Hi. Thanks for the support! In the interest of time, I've responded to some of your specific comments in blue.

Mike

Steve, I'd be curious to learn the 3 locations the physician was referring to. I'm assuming they are the motor cortex used in most studies to date, the motor cortex/secondary somatosensory cortex that ballerina benefits more from, and the prefontal cortex for the emotional components to pain (which does not appear to be as efficacious as motor cortex). But...maybe he knows of something else. Would love it if you could get this information to us.

As many of you probably recognize, the brain changes dramatically with chronic pain, and brain stimulation ultimately works because it helps to restore normal brain function.

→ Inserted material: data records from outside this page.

// crates/shared-kernel/src/lib.rs
#![allow(clippy::multiple_crate_versions)]

pub use error::{
    ApplicationError, ApplicationResult, DocsConfError, DomainError, DomainResult, ErrorContext,
    InfraResult, InfrastructureError, PresentationError, PresentationResult, Result,
};

pub mod error;
pub mod value_objects;

pub use value_objects::ReleaseString;
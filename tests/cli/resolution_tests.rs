use assert_cmd::Command;
use predicates::prelude::*;
use std::path::Path;
use std::process::Command as ProcessCommand;
use tempfile::TempDir;

fn git_available() -> bool {
    ProcessCommand::new("git")
        .arg("--version")
        .output()
        .map(|o| o.status.success())
        .unwrap_or(false)
}

fn git(dir: &Path, args: &[&str]) {
    let status = ProcessCommand::new("git")
        .args(args)
        .current_dir(dir)
        .status()
        .expect("git command should spawn");
    assert!(status.success(), "git {args:?} failed");
}

/// Repository with a single empty commit carrying one annotated tag.
fn tagged_repo(tag: &str) -> TempDir {
    let dir = tempfile::tempdir().expect("temp dir");
    git(dir.path(), &["init", "-q"]);
    git(dir.path(), &["config", "user.email", "docs@example.com"]);
    git(dir.path(), &["config", "user.name", "docs"]);
    git(dir.path(), &["commit", "--allow-empty", "-q", "-m", "initial"]);
    git(dir.path(), &["tag", "-a", tag, "-m", tag]);
    dir
}

#[test]
fn resolves_release_from_exact_tag() {
    if !git_available() {
        return;
    }
    let repo = tagged_repo("v1.2.3");

    Command::new(env!("CARGO_BIN_EXE_docs_conf"))
        .arg(repo.path())
        .assert()
        .success()
        .stdout(predicate::str::contains("v1.2.3"))
        .stderr(predicate::str::contains("Authentik-Manager version: v1.2.3"));
}

#[test]
fn normalizes_hyphenated_tag_names() {
    if !git_available() {
        return;
    }
    let repo = tagged_repo("1.2-3-gabc123");

    Command::new(env!("CARGO_BIN_EXE_docs_conf"))
        .arg(repo.path())
        .assert()
        .success()
        .stderr(predicate::str::contains("version: 1.2.r3.abc123"));
}

#[test]
fn release_line_names_the_selected_project() {
    if !git_available() {
        return;
    }
    let repo = tagged_repo("v0.9.0");

    Command::new(env!("CARGO_BIN_EXE_docs_conf"))
        .args(["--project", "sphinx-docs"])
        .arg(repo.path())
        .assert()
        .success()
        .stderr(predicate::str::contains("sphinx-docs version: v0.9.0"));
}

#[test]
fn fails_outside_a_repository() {
    if !git_available() {
        return;
    }
    let dir = tempfile::tempdir().expect("temp dir");

    Command::new(env!("CARGO_BIN_EXE_docs_conf"))
        .arg(dir.path())
        .assert()
        .failure()
        .stderr(predicate::str::contains("Tool invocation failed: git describe"));
}

#[test]
fn json_output_contains_resolved_release() {
    if !git_available() {
        return;
    }
    let repo = tagged_repo("v2.0.0");

    let assert = Command::new(env!("CARGO_BIN_EXE_docs_conf"))
        .args(["--format", "json"])
        .arg(repo.path())
        .assert()
        .success();

    let json: serde_json::Value = serde_json::from_slice(&assert.get_output().stdout)
        .expect("stdout should be valid JSON");
    assert_eq!(json["release"], "v2.0.0");
    assert_eq!(json["html_theme"], "pydata_sphinx_theme");
    assert_eq!(json["master_doc"], "index");
}
// crates/ports/src/buildlog.rs
use docs_conf_shared_kernel::Result;

pub trait BuildLogSink: Send + Sync {
    fn on_marker(&self, marker: &str) -> Result<()>;
    fn on_release(&self, project: &str, release: &str) -> Result<()>;
}
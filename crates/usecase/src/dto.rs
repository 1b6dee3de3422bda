use std::path::PathBuf;

use docs_conf_domain::{
    config::{DocsConfig, GlobPattern},
    host::BuildHost,
    options::{Extension, HtmlTheme},
};
use docs_conf_ports::vcs::TagQuery;
use serde::Serialize;

/// Input assembled by the presentation layer for configuration loading.
#[derive(Debug, Clone)]
pub struct LoadConfigInput {
    pub query: TagQuery,
    pub host: BuildHost,
    pub project: String,
    pub copyright: String,
    pub author: String,
    pub master_doc: String,
    pub extensions: Vec<Extension>,
    pub templates_path: Vec<PathBuf>,
    pub exclude_patterns: Vec<GlobPattern>,
    pub html_theme: HtmlTheme,
    pub html_static_path: Vec<PathBuf>,
    pub html_logo: Option<PathBuf>,
}

/// Serializable view of a resolved configuration.
#[derive(Debug, Clone, Serialize)]
pub struct ResolvedConfigDto {
    pub project: String,
    pub copyright: String,
    pub author: String,
    pub master_doc: String,
    pub release: String,
    pub extensions: Vec<String>,
    pub templates_path: Vec<PathBuf>,
    pub exclude_patterns: Vec<String>,
    pub html_theme: String,
    pub html_static_path: Vec<PathBuf>,
    #[serde(skip_serializing_if = "Option::is_none")]
    pub html_logo: Option<PathBuf>,
}

impl From<&DocsConfig> for ResolvedConfigDto {
    fn from(config: &DocsConfig) -> Self {
        Self {
            project: config.project.clone(),
            copyright: config.copyright.clone(),
            author: config.author.clone(),
            master_doc: config.master_doc.clone(),
            release: config.release.as_str().to_string(),
            extensions: config.extensions.iter().map(|e| e.id().to_string()).collect(),
            templates_path: config.templates_path.clone(),
            exclude_patterns: config
                .exclude_patterns
                .iter()
                .map(|p| p.pattern().to_string())
                .collect(),
            html_theme: config.html_theme.id().to_string(),
            html_static_path: config.html_static_path.clone(),
            html_logo: config.html_logo.clone(),
        }
    }
}
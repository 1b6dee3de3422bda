use std::path::Path;

use globset::{Glob, GlobMatcher};

/// Compiled source exclusion pattern, keeping the original text for display.
#[derive(Debug, Clone)]
pub struct GlobPattern {
    original: String,
    matcher: GlobMatcher,
}

impl GlobPattern {
    pub fn new(pattern: &str) -> Result<Self, globset::Error> {
        let glob = Glob::new(pattern)?;
        let matcher = glob.compile_matcher();
        Ok(Self {
            original: pattern.to_string(),
            matcher,
        })
    }

    pub fn matches_path(&self, path: &Path) -> bool {
        self.matcher.is_match(path)
    }

    pub fn pattern(&self) -> &str {
        &self.original
    }
}
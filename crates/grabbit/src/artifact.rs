//! Artifact bundle: replay command, OpenAPI fragment, extraction pipeline.

use serde::Serialize;
use serde_json::Value;

use crate::matcher::MatchResult;
use crate::pipeline::build_pipeline;
use crate::replay::{build_replay_command, ReplayPolicy};
use crate::schema::{build_openapi, decode_request_body};
use crate::types::{CookieRecord, Exchange};

/// Everything generated from one exchange. Never persisted by the core.
#[derive(Debug, Clone, PartialEq, Serialize)]
#[serde(rename_all = "camelCase")]
pub struct ArtifactBundle {
    pub curl_command: String,
    pub open_api_fragment: Value,
    #[serde(skip_serializing_if = "Option::is_none")]
    pub pipeline_command: Option<String>,
}

impl ArtifactBundle {
    /// Generate all artifacts. The pipeline is only produced when there is a match.
    pub fn generate(
        exchange: &Exchange,
        matched: Option<&MatchResult>,
        requested: &str,
        policy: ReplayPolicy,
        cookies: &[CookieRecord],
    ) -> Self {
        let curl_command = build_replay_command(exchange, policy, cookies);
        let request_body = decode_request_body(exchange);
        let open_api_fragment = build_openapi(exchange, request_body.as_ref());
        let pipeline_command = matched.map(|m| build_pipeline(&curl_command, m, requested));

        Self {
            curl_command,
            open_api_fragment,
            pipeline_command,
        }
    }
}
//! Tool result and listing types.

use serde::{Deserialize, Serialize};
use serde_json::Value;

#[derive(Debug, Clone, Serialize, Deserialize)]
#[serde(tag = "type")]
pub enum ToolContent {
    #[serde(rename = "text")]
    Text { text: String },
}

#[derive(Debug, Clone, Serialize, Deserialize)]
pub struct ToolCallResult {
    pub content: Vec<ToolContent>,
    #[serde(default, rename = "isError", skip_serializing_if = "Option::is_none")]
    pub is_error: Option<bool>,
}

impl ToolCallResult {
    pub fn text(text: String) -> Self {
        Self {
            content: vec![ToolContent::Text { text }],
            is_error: None,
        }
    }

    pub fn json(value: &impl Serialize) -> Self {
        let text = serde_json::to_string_pretty(value).unwrap_or_else(|e| e.to_string());
        Self::text(text)
    }

    /// A structured failure the caller is expected to handle, not a fault.
    pub fn json_error(value: &impl Serialize) -> Self {
        Self {
            is_error: Some(true),
            ..Self::json(value)
        }
    }
}

#[derive(Debug, Clone, Serialize, Deserialize)]
pub struct ToolDefinition {
    pub name: String,
    #[serde(default, skip_serializing_if = "Option::is_none")]
    pub description: Option<String>,
    #[serde(rename = "inputSchema")]
    pub input_schema: Value,
}

#[derive(Debug, Clone, Serialize, Deserialize)]
pub struct ToolListResult {
    pub tools: Vec<ToolDefinition>,
    #[serde(default, rename = "nextCursor", skip_serializing_if = "Option::is_none")]
    pub next_cursor: Option<String>,
}
//! Tool: artifact_build. Regenerate artifacts for a stored or buffered exchange.

use std::sync::Arc;
use tokio::sync::Mutex;

use serde::Deserialize;
use serde_json::{json, Value};

use grabbit::matcher::leaf_text;
use grabbit::{ArtifactBundle, CookieRecord, Exchange, MatchResult};

use crate::session::GrabSessionManager;
use crate::types::{McpError, McpResult, ToolCallResult, ToolDefinition};

#[derive(Debug, Deserialize)]
struct BuildParams {
    #[serde(default)]
    exchange: Option<Exchange>,
    /// Newest-first position in the current page's buffer.
    #[serde(default)]
    index: Option<usize>,
    #[serde(default)]
    path: Option<String>,
    #[serde(default)]
    value: Option<Value>,
    #[serde(default)]
    target: Option<String>,
    #[serde(default)]
    cookies: Vec<CookieRecord>,
    #[serde(default)]
    include_headers: Option<bool>,
    #[serde(default)]
    include_cookies: Option<bool>,
}

pub fn definition() -> ToolDefinition {
    ToolDefinition {
        name: "artifact_build".to_string(),
        description: Some(
            "Rebuild curl, OpenAPI and pipeline artifacts from a saved exchange, or from a buffered one by index"
                .to_string(),
        ),
        input_schema: json!({
            "type": "object",
            "properties": {
                "exchange": { "type": "object", "description": "A previously returned exchange" },
                "index": { "type": "integer", "minimum": 0, "description": "Position in buffer_list output" },
                "path": { "type": "string", "description": "Stored match path, e.g. data.items[0].price" },
                "value": { "description": "Stored matched value" },
                "target": { "type": "string", "description": "The value originally asked for" },
                "cookies": { "type": "array", "items": { "type": "object" } },
                "include_headers": { "type": "boolean" },
                "include_cookies": { "type": "boolean" }
            }
        }),
    }
}

pub async fn execute(
    args: Value,
    session: &Arc<Mutex<GrabSessionManager>>,
) -> McpResult<ToolCallResult> {
    let params: BuildParams =
        serde_json::from_value(args).map_err(|e| McpError::InvalidParams(e.to_string()))?;

    let mut session = session.lock().await;
    let exchange = match (params.exchange, params.index) {
        (Some(exchange), _) => exchange,
        (None, Some(index)) => {
            let page = session.page_mut()?;
            page.absorb();
            page.buffer()
                .scan_newest_first()
                .nth(index)
                .cloned()
                .ok_or_else(|| {
                    McpError::InvalidParams(format!("No buffered exchange at index {index}"))
                })?
        }
        (None, None) => {
            return Err(McpError::InvalidParams(
                "Either exchange or index is required".to_string(),
            ))
        }
    };

    let mut policy = session.policy();
    if let Some(v) = params.include_headers {
        policy.include_headers = v;
    }
    if let Some(v) = params.include_cookies {
        policy.include_cookies = v;
    }

    let path = params.path.filter(|p| !p.is_empty());
    let matched = match (params.value, path) {
        (None, None) => None,
        (value, path) => Some(MatchResult::restore(
            value.unwrap_or(Value::Null),
            path.as_deref(),
        )),
    };
    let requested = params
        .target
        .or_else(|| matched.as_ref().and_then(|m| leaf_text(&m.value)))
        .unwrap_or_default();

    let bundle = ArtifactBundle::generate(
        &exchange,
        matched.as_ref(),
        &requested,
        policy,
        &params.cookies,
    );
    Ok(ToolCallResult::json(&bundle))
}
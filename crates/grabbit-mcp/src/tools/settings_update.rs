//! Tool: settings_update. Read or change the replay settings.

use std::sync::Arc;
use tokio::sync::Mutex;

use serde::Deserialize;
use serde_json::{json, Value};

use crate::session::GrabSessionManager;
use crate::types::{McpError, McpResult, ToolCallResult, ToolDefinition};

#[derive(Debug, Deserialize)]
struct SettingsParams {
    #[serde(default)]
    include_headers: Option<bool>,
    #[serde(default)]
    include_cookies: Option<bool>,
}

pub fn definition() -> ToolDefinition {
    ToolDefinition {
        name: "settings_update".to_string(),
        description: Some(
            "Change whether replay commands carry request headers and cookies. Call with no arguments to read the current settings"
                .to_string(),
        ),
        input_schema: json!({
            "type": "object",
            "properties": {
                "include_headers": { "type": "boolean" },
                "include_cookies": { "type": "boolean" }
            }
        }),
    }
}

pub async fn execute(
    args: Value,
    session: &Arc<Mutex<GrabSessionManager>>,
) -> McpResult<ToolCallResult> {
    let params: SettingsParams =
        serde_json::from_value(args).map_err(|e| McpError::InvalidParams(e.to_string()))?;

    let mut session = session.lock().await;
    let policy = session.update_policy(params.include_headers, params.include_cookies);
    Ok(ToolCallResult::json(&policy))
}
//! Tool implementations.

pub mod artifact_build;
pub mod buffer_list;
pub mod capture_record;
pub mod debug_log;
pub mod exchange_find;
pub mod page_load;
pub mod registry;
pub mod settings_update;

pub use registry::ToolRegistry;
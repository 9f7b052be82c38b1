//! Promise-style surface: one awaited call per request.

use std::sync::Arc;

use async_trait::async_trait;
use serde_json::Value;

use super::{Interceptor, RawCapture, ResponsePayload};
use crate::types::{ExchangeKind, GrabbitResult, Headers};

/// An outgoing request on the promise-style surface.
#[derive(Debug, Clone, Default)]
pub struct FetchRequest {
    pub url: String,
    /// `None` means GET.
    pub method: Option<String>,
    pub headers: Headers,
    pub body: Option<Value>,
}

impl FetchRequest {
    pub fn get(url: impl Into<String>) -> Self {
        Self {
            url: url.into(),
            ..Default::default()
        }
    }

    pub fn method(mut self, method: impl Into<String>) -> Self {
        self.method = Some(method.into());
        self
    }

    pub fn header(mut self, name: impl Into<String>, value: impl Into<String>) -> Self {
        self.headers.set(name, value);
        self
    }

    pub fn body(mut self, body: Value) -> Self {
        self.body = Some(body);
        self
    }
}

/// The response as the caller sees it; the body is left undecoded.
#[derive(Debug, Clone)]
pub struct FetchResponse {
    /// Final URL after redirects.
    pub url: String,
    pub status: u16,
    pub headers: Headers,
    pub body: Vec<u8>,
}

impl FetchResponse {
    pub fn text(&self) -> String {
        String::from_utf8_lossy(&self.body).into_owned()
    }

    pub fn json(&self) -> GrabbitResult<Value> {
        Ok(serde_json::from_slice(&self.body)?)
    }
}

#[async_trait]
pub trait FetchTransport: Send + Sync {
    async fn fetch(&self, request: FetchRequest) -> GrabbitResult<FetchResponse>;
}

/// Wraps a [`FetchTransport`] and records every completed call.
///
/// The caller gets the original response back untouched. A duplicate of the
/// body is decoded on a separate task, so capture never delays or alters the
/// caller's read.
pub struct InterceptedFetch<T> {
    inner: T,
    interceptor: Arc<Interceptor>,
}

impl<T> InterceptedFetch<T> {
    pub fn new(inner: T, interceptor: Arc<Interceptor>) -> Self {
        Self { inner, interceptor }
    }

    pub fn inner(&self) -> &T {
        &self.inner
    }
}

#[async_trait]
impl<T: FetchTransport> FetchTransport for InterceptedFetch<T> {
    async fn fetch(&self, request: FetchRequest) -> GrabbitResult<FetchResponse> {
        let seen = request.clone();
        let response = self.inner.fetch(request).await?;

        let duplicate = response.body.clone();
        let interceptor = Arc::clone(&self.interceptor);
        tokio::spawn(async move {
            let decoded = match serde_json::from_slice::<Value>(&duplicate) {
                Ok(v) => v,
                Err(_) => {
                    tracing::debug!("Skipped non-JSON response from {}", seen.url);
                    return;
                }
            };
            interceptor.record(RawCapture {
                url: seen.url,
                method: seen.method,
                request_headers: seen.headers,
                request_body: seen.body,
                response_body: Some(ResponsePayload::Structured(decoded)),
                kind: Some(ExchangeKind::PromiseRequest),
            });
        });

        Ok(response)
    }
}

There are some authorities who argue that one can improve their pain condition behaviorally by focusing effort on using the parts of their brain that have become compromised and avoiding the parts used to excess. Memory and executive decision-making, for example, suffer dramatically from chronic pain, whereas fear, anxiety, and catastrophizing become excessive. Brain imaging studies reveal the parts of the brain in chronic pain that are hyperactive and hypoactive. With many or most chronic pain conditions, and certainly all CRPS, the perception of pain ridiculously exceeds the pain signal generated at the painful area. In essence, the pain is mostly if not entirely manufactured by the brain (this is not to say it is made up; it's very real). Extinguishing the pain becomes virtually impossible, and medications and conventional treatments will fail most patients.

I'm personally acquainted with the guy who runs the new pain program at the Betty Ford Clinic in Palm Springs, CA, and he claims that with intensive therapy all of his pain patients can gain pain reductions of 90% or so during the 6-week program. It's very expensive (roughly $1,000/day, which insurance may not cover), focused heavily on addiction recovery (they will take you off all opioids and benzos and engage you with the 12-step recovery program), and takes advantage of group therapy, which he insists is very helpful. I've been trying to convince my wife to give this a try, but she is not ready for it yet. I personally am convinced that many pain patients will benefit from a program like this and regain their normal lives.